For those unfamiliar with autoimmune disease either personally or by association, the best description I can give is your immune system, which keeps you healthy, begins attacking healthy cells – your body essentially attacks itself. There are a multitude of autoimmune diseases: Rheumatoid Arthritis, Lupus, Celiac’s Disease, Scleroderma, Psoriasis, Sjogren’s syndrome, Ploymyalgia rheumatica, Pernicious Anemia, Multiple Sclerosis, Type 1 Diabetes, Chrohn’s Disease, Vascultitis, etc.
According to the American Autoimmune Related Disease Association (AARDA,) over 50 million Americans are affected by autoimmune diseases with over 80 types of known autoimmune diseases. Autoimmune disease can run in families and 75% of those suffering from an autoimmune disease are women. African-American, Hispanic, and Native Americans have an increased risk of developing an autoimmune disease.
As with many diseases, autoimmune disease can have stages from systemic to remission. As a point of clarification, I’m not officially diagnosed with an autoimmune disease. My entire life I have lived with a loved one who has multiple autoimmune diseases. I also have friends with autoimmune diseases, especially conditions that became prevalent after college.
My blog post isn’t just an autoimmune disease awareness post, but an exploration into living with those silently suffering with these diseases.
- The Dignity of the Human Person: “A person is an entity of a sort to which the only proper and adequate way to relate is love.”- St. John Paul II, Love and Responsibility. Tragically, our culture maintains a mostly utilitarian and social Darwinist approach to the dignity of the human person- if you can’t quantify the worth by the socially accepted rubric it ain’t there. I’ve witnessed the very real, painful struggle of a loved one clinging to their intrinsic worth and dignity while the world feeds them lies about how they are a burden on their family, loved ones, community, and society. A person is person regardless of form or function. Even the sickest or most deformed and seemingly inconvenient person is a child of God and reflects some aspect of the divine. Love bears all things and believes all things. Love rejoices in the truth.
- People vs. Things: As the graphic above depicts, everyday life can be life threatening to a person with an autoimmune disease, especially a person facing a systemic autoimmune disease. Don’t even get me started about the inundation of artificial fragrances and bath/beauty/home products in North America creating a toxic environment. People don’t want to live in bubbles, but when the outside world is toxic, your options can be limited. Our home may be hypoallergenic and fragrance free, but we chose that long before it became a life-threatening need. Sometimes the process is arduous, expensive, and inconvenient or seemingly hopeless. But by choosing the person over a lifestyle and the things that make a lifestyle, we gain more than we “loose” in inconvenience, appearances, and expense. Our lifestyle may not be “sexy” or “glamorous” but it’s worthwhile and authentic.
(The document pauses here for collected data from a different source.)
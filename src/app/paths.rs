// SPDX-License-Identifier: MPL-2.0
//! Where `settings.toml` lives.
//!
//! The first source that yields a directory wins:
//!
//! 1. an explicit override (tests)
//! 2. `--config-dir`, recorded by [`init_cli_overrides`]
//! 3. the `AI_GALLERY_CONFIG_DIR` environment variable, when non-empty
//! 4. `<platform config dir>/AIGallery` from the `dirs` crate

use std::path::PathBuf;
use std::sync::OnceLock;

const APP_NAME: &str = "AIGallery";

pub const ENV_CONFIG_DIR: &str = "AI_GALLERY_CONFIG_DIR";

static CLI_CONFIG_DIR: OnceLock<Option<PathBuf>> = OnceLock::new();

/// Records the `--config-dir` argument. Only the first call has an effect.
pub fn init_cli_overrides(config_dir: Option<String>) {
    let _ = CLI_CONFIG_DIR.set(config_dir.map(PathBuf::from));
}

fn cli_config_dir() -> Option<PathBuf> {
    CLI_CONFIG_DIR.get().cloned().flatten()
}

fn env_config_dir() -> Option<PathBuf> {
    std::env::var_os(ENV_CONFIG_DIR)
        .filter(|value| !value.is_empty())
        .map(PathBuf::from)
}

fn platform_config_dir() -> Option<PathBuf> {
    dirs::config_dir().map(|dir| dir.join(APP_NAME))
}

/// Config directory, or `None` when the platform has none.
pub fn get_app_config_dir() -> Option<PathBuf> {
    get_app_config_dir_with_override(None)
}

pub fn get_app_config_dir_with_override(override_path: Option<PathBuf>) -> Option<PathBuf> {
    override_path
        .or_else(cli_config_dir)
        .or_else(env_config_dir)
        .or_else(platform_config_dir)
}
- A Person Isn’t a Tool: “You must remember to love people and use things, rather than to love things and use people.”- Venerable Fulton J. Sheen. A person isn’t a utility knife once rusty or broken you either repair or discard. Sometimes you can’t “repair” or “fix” a person, but you can suffer with a person (i.e., compassion.) Life with autoimmune disease or living with a person with an autoimmune disease isn’t easy and can be hard- the best type of hard. The lifestyle requires and demands mental/emotional/spiritual energy, staunch courage, creativity, perseverance in adversity, and loads of divine grace. Having a decent sense of humor and a level of abandonment in Christ helps too. But I found many people who struggle and suffer with an autoimmune disease have an immense capacity for joy and hope.
- Learning About Yourself/Learning to Adapt: I went to dinner with my friend who is a Licensed Massage therapist and works with patients who have autoimmune diseases. She listened to my story (my family’s story and the difficulties we were facing.) She paused and stated, “You want to be frustrated with a person with an autoimmune disease when you can’t plan anything or commit to anything with certainty, but you can’t be. It isn’t their fault because no-one can predict how and why and what may happen hour by hour. And they are the one’s who suffer with this daily. How frustrating it must be for them.” She captured a rare truth. Living with a person suffering with an autoimmune disease is an exploration into one’s self (a mirror of sorts): your motivation, your priorities, your definition of commitment and relationships, your worldview, your sense of humor, your selfishness and selflessness, your compassion and empathy or the lack-there-of, your faith and the importance faith in your daily life, your humility, your pursuit of virtue versus vice, and whether you have the courage to live in the world but not conform to the world.
Thank you for reading and your support!
St. Lidwina, patron saint of chronic pain and chronic illness, pray for us!